The restG4 package

TOBE reviewed (brief description + getting started + restG4/examples/ link)

HERE WE COULD HAVE THE SAME TEXT AS AT THE RESTG4 README

restG4 provides an executable named restG4 which refers to both REST and geant4 library. To install it, we must have Geant4 and REST mainbody installed. Then use commands cmake and make, as instructed in section 2. restG4 is a single-executable program. By default it is installed in REST bin directory (${REST_PATH}/bin/). We can directly type restG4 to start it.
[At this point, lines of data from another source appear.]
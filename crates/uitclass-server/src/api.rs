//! Shared API plumbing: the error type and the root greeting.

use axum::{
    extract::rejection::{JsonRejection, PathRejection},
    http::StatusCode,
    response::{IntoResponse, Response},
    Json,
};
use serde::Serialize;
use serde_json::{json, Value};
use thiserror::Error;
use uitclass_todos::Todo;

/// One entry in a validation error response.
#[derive(Debug, Clone, Serialize, PartialEq, Eq)]
pub struct ValidationDetail {
    /// Where the offending input lives, e.g. `["body", "content"]` or `["path", "todo_id"]`.
    pub loc: Vec<String>,
    /// Human-readable description of the problem.
    pub msg: String,
    /// Machine-readable error kind.
    #[serde(rename = "type")]
    pub kind: String,
}

/// API error type mapping to HTTP status codes.
///
/// Absent rows are never an error here; handlers signal them with empty
/// lists or silent no-ops.
#[derive(Debug, Error)]
pub enum ApiError {
    /// The request did not match the expected shape or types.
    #[error("validation failed ({status}): {details:?}")]
    Validation {
        status: StatusCode,
        details: Vec<ValidationDetail>,
    },
    /// A pool, database, or task failure.
    #[error("internal server error: {0}")]
    InternalServerError(String),
}

impl ValidationDetail {
    fn new(loc: &[&str], msg: impl Into<String>, kind: &str) -> Self {
        Self {
            loc: loc.iter().map(|s| s.to_string()).collect(),
            msg: msg.into(),
            kind: kind.to_string(),
        }
    }
}

impl ApiError {
    fn validation(status: StatusCode, loc: &[&str], msg: String, kind: &str) -> Self {
        ApiError::Validation {
            status,
            details: vec![ValidationDetail::new(loc, msg, kind)],
        }
    }
}

impl From<JsonRejection> for ApiError {
    fn from(rejection: JsonRejection) -> Self {
        let kind = match &rejection {
            JsonRejection::JsonDataError(_) => "value_error",
            JsonRejection::JsonSyntaxError(_) => "json_invalid",
            JsonRejection::MissingJsonContentType(_) => "content_type",
            _ => "body",
        };
        ApiError::validation(rejection.status(), &["body"], rejection.body_text(), kind)
    }
}

impl From<PathRejection> for ApiError {
    fn from(rejection: PathRejection) -> Self {
        ApiError::validation(
            StatusCode::UNPROCESSABLE_ENTITY,
            &["path", "todo_id"],
            rejection.body_text(),
            "int_parsing",
        )
    }
}

/// Checks a JSON body against the `Todo` shape and converts it.
///
/// Every offending field is reported with its own `loc`, so a body missing
/// `content` and carrying a non-integer `id` yields two details.
///
/// # Errors
///
/// Returns `ApiError::Validation` for body rejections or shape mismatches.
pub fn todo_from_body(payload: Result<Json<Value>, JsonRejection>) -> Result<Todo, ApiError> {
    let Json(body) = payload?;

    let mut details = Vec::new();
    match body.as_object() {
        None => details.push(ValidationDetail::new(
            &["body"],
            "Input should be a valid object",
            "model_attributes_type",
        )),
        Some(fields) => {
            match fields.get("content") {
                None => details.push(ValidationDetail::new(
                    &["body", "content"],
                    "Field required",
                    "missing",
                )),
                Some(Value::String(_)) => {}
                Some(_) => details.push(ValidationDetail::new(
                    &["body", "content"],
                    "Input should be a valid string",
                    "string_type",
                )),
            }
            match fields.get("id") {
                None | Some(Value::Null) => {}
                Some(id) if id.is_i64() => {}
                Some(_) => details.push(ValidationDetail::new(
                    &["body", "id"],
                    "Input should be a valid integer",
                    "int_type",
                )),
            }
        }
    }

    if !details.is_empty() {
        return Err(ApiError::Validation {
            status: StatusCode::UNPROCESSABLE_ENTITY,
            details,
        });
    }

    serde_json::from_value(body).map_err(|e| {
        ApiError::validation(
            StatusCode::UNPROCESSABLE_ENTITY,
            &["body"],
            e.to_string(),
            "value_error",
        )
    })
}

impl IntoResponse for ApiError {
    fn into_response(self) -> Response {
        match self {
            ApiError::Validation { status, details } => {
                (status, Json(json!({ "detail": details }))).into_response()
            }
            ApiError::InternalServerError(_) => (
                StatusCode::INTERNAL_SERVER_ERROR,
                Json(json!({ "detail": "Internal Server Error" })),
            )
                .into_response(),
        }
    }
}

/// Handler for `GET /`.
pub async fn root_handler() -> Json<Value> {
    Json(json!({ "Hello": "World" }))
}
use rusqlite::Row;
use serde::{Deserialize, Serialize};

/// A single todo item.
///
/// `id` is `None` until the store assigns one on insert.
#[derive(Debug, Clone, PartialEq, Eq, Serialize, Deserialize)]
pub struct Todo {
    /// Store-assigned primary key.
    #[serde(default)]
    pub id: Option<i64>,
    /// Free-form text of the item.
    pub content: String,
}

impl Todo {
    /// Builds an unsaved todo with the given content.
    pub fn new(content: impl Into<String>) -> Self {
        Self {
            id: None,
            content: content.into(),
        }
    }

    pub(crate) fn from_row(row: &Row) -> rusqlite::Result<Self> {
        Ok(Self {
            id: row.get(0)?,
            content: row.get(1)?,
        })
    }
}
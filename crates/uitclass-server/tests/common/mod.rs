#![allow(dead_code)]

use axum::{
    body::Body,
    http::{header, Method, Request, StatusCode},
    Router,
};
use serde_json::Value;
use tempfile::TempDir;
use tower::ServiceExt;
use uitclass_db::{create_pool, run_migrations, DbPool, DbRuntimeSettings};
use uitclass_server::{app, config::DEFAULT_CORS_ORIGINS, AppState};

/// A router over a throwaway database file. Keep `_dir` alive for the
/// duration of the test.
pub struct TestApp {
    pub router: Router,
    pub pool: DbPool,
    pub _dir: TempDir,
}

pub fn setup_app() -> TestApp {
    let dir = tempfile::tempdir().expect("failed to create temp dir");
    let path = dir.path().join("todos.db");
    let pool = create_pool(path.to_str().unwrap(), DbRuntimeSettings::default()).unwrap();
    {
        let conn = pool.get().unwrap();
        run_migrations(&conn).unwrap();
    }

    let state = AppState {
        pool: pool.clone(),
        public_url: "http://localhost:8000".to_string(),
        cors_origins: DEFAULT_CORS_ORIGINS.iter().map(|o| o.to_string()).collect(),
    };

    TestApp {
        router: app(state),
        pool,
        _dir: dir,
    }
}

/// Sends a request with an optional raw JSON body and returns the status and
/// the parsed JSON response (`Value::Null` for an empty body).
pub async fn send(
    router: &Router,
    method: Method,
    uri: &str,
    body: Option<String>,
) -> (StatusCode, Value) {
    let mut builder = Request::builder().method(method).uri(uri);
    let body = match body {
        Some(json) => {
            builder = builder.header(header::CONTENT_TYPE, "application/json");
            Body::from(json)
        }
        None => Body::empty(),
    };

    let response = router
        .clone()
        .oneshot(builder.body(body).unwrap())
        .await
        .unwrap();
    let status = response.status();
    let bytes = axum::body::to_bytes(response.into_body(), usize::MAX)
        .await
        .unwrap();
    let json = if bytes.is_empty() {
        Value::Null
    } else {
        serde_json::from_slice(&bytes).unwrap_or(Value::Null)
    };
    (status, json)
}

pub async fn create(router: &Router, content: &str) -> Value {
    let (status, json) = send(
        router,
        Method::POST,
        "/todos/",
        Some(serde_json::json!({ "content": content }).to_string()),
    )
    .await;
    assert_eq!(status, StatusCode::OK, "create should succeed: {json}");
    json
}

pub async fn list(router: &Router) -> Vec<Value> {
    let (status, json) = send(router, Method::GET, "/todos/", None).await;
    assert_eq!(status, StatusCode::OK);
    json.as_array().expect("list should be an array").clone()
}
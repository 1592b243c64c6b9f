//! Persistence operations for the `todo` table.
//!
//! Reads come back in `id` order, which for rows that were never re-keyed is
//! insertion order.

use rusqlite::{params, Connection};

use crate::error::TodoError;
use crate::model::Todo;

/// Inserts a new todo and returns the stored row.
///
/// Any `id` on the payload is ignored; the store assigns a fresh one.
///
/// # Errors
///
/// Returns `TodoError::Database` on SQL failure.
pub fn create_todo(conn: &Connection, todo: &Todo) -> Result<Todo, TodoError> {
    let created = conn.query_row(
        "INSERT INTO todo (content) VALUES (?1) RETURNING id, content",
        params![todo.content],
        Todo::from_row,
    )?;
    Ok(created)
}

/// Lists every todo.
///
/// # Errors
///
/// Returns `TodoError::Database` on SQL failure.
pub fn list_todos(conn: &Connection) -> Result<Vec<Todo>, TodoError> {
    let mut stmt = conn.prepare("SELECT id, content FROM todo ORDER BY id ASC")?;
    let rows = stmt.query_map([], Todo::from_row)?;
    let mut todos = Vec::new();
    for row in rows {
        todos.push(row?);
    }
    Ok(todos)
}

/// Returns the todos whose id matches `todo_id`: zero or one rows.
///
/// # Errors
///
/// Returns `TodoError::Database` on SQL failure.
pub fn get_todos_by_id(conn: &Connection, todo_id: i64) -> Result<Vec<Todo>, TodoError> {
    let mut stmt = conn.prepare("SELECT id, content FROM todo WHERE id = ?1")?;
    let rows = stmt.query_map([todo_id], Todo::from_row)?;
    let mut todos = Vec::new();
    for row in rows {
        todos.push(row?);
    }
    Ok(todos)
}

/// Overwrites the `id` and `content` of every row matching `todo_id` with
/// the values from `todo`.
///
/// A payload without an id keeps the row's existing key. Missing rows are
/// not an error: the function returns the number of rows touched, which is
/// zero when nothing matched.
///
/// # Errors
///
/// Returns `TodoError::Database` on SQL failure, including a primary key
/// conflict when `todo.id` already belongs to another row.
pub fn update_todos_by_id(
    conn: &Connection,
    todo_id: i64,
    todo: &Todo,
) -> Result<usize, TodoError> {
    let updated = conn.execute(
        "UPDATE todo SET id = COALESCE(?1, id), content = ?2 WHERE id = ?3",
        params![todo.id, todo.content, todo_id],
    )?;
    tracing::debug!(todo_id, updated, "updated todos");
    Ok(updated)
}

/// Deletes every row matching `todo_id` and returns the rows that remain.
///
/// The delete and the follow-up read run in one transaction, so the returned
/// list reflects exactly the state this delete committed.
///
/// # Errors
///
/// Returns `TodoError::Database` on SQL failure.
pub fn delete_todos_by_id(conn: &Connection, todo_id: i64) -> Result<Vec<Todo>, TodoError> {
    let tx = conn.unchecked_transaction()?;
    let deleted = tx.execute("DELETE FROM todo WHERE id = ?1", [todo_id])?;
    let remaining = list_todos(&tx)?;
    tx.commit()?;

    tracing::debug!(todo_id, deleted, remaining = remaining.len(), "deleted todos");
    Ok(remaining)
}
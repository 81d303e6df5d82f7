//! Audit records written by the request pipeline

use crate::core::rate_limiter::RateLimitPolicy;
use chrono::{DateTime, Utc};
use serde::Serialize;
use uuid::Uuid;

/// One logged request
#[derive(Debug, Clone, Serialize)]
pub struct RequestLogEntry {
    pub user_id: Option<Uuid>,
    /// Username, or `anonymous:<ip>` for unauthenticated callers
    pub identity: String,
    pub client_ip: String,
    pub method: String,
    pub path: String,
    pub query: Option<String>,
    pub status: u16,
    pub duration_ms: u64,
    pub at: DateTime<Utc>,
}

/// One login or refresh attempt
#[derive(Debug, Clone, Serialize)]
pub struct AuthLogEntry {
    pub user_id: Option<Uuid>,
    pub username: Option<String>,
    pub success: bool,
    pub message: String,
    pub client_ip: String,
    pub endpoint: String,
    pub method: String,
    pub at: DateTime<Utc>,
}

/// One rate limit denial
#[derive(Debug, Clone, Serialize)]
pub struct RateLimitLogEntry {
    pub user_id: Option<Uuid>,
    pub identity: String,
    pub route: String,
    pub policy: RateLimitPolicy,
    pub at: DateTime<Utc>,
}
Several example rml files will be added into REST example directory (${REST_PATH}/example/). To start our first geant4 simulation, we enter this directory and run restG4:

:~$ cd $REST_PATH/example/restG4template

:restG4template$ restG4 restG4.rml

Then a geant4 simulation will start for 100 events, generating a file “example_output.root”. This root file contains a TTree with branch “TRestGeant4EventBranch”, and a TGeoManager named “Geometry”. We can view them in TBrowser.

alt

With restG4, we can do a two-step simulation to test our detector response. First use restG4 to generate root file with raw event data. Then use REST build-in processes to convert this root file into signal event(readout waveform), which is very close to the data we get from real world detector. Then we can try our analysis algorithm upon this simulation data.

For example, we process the previous output file with the example rml:

:restG4template$ restManager --c ../simDataAnalysis.rml --i example_output.root --o abc.root

This gives us information of cut efficiency of track recognition.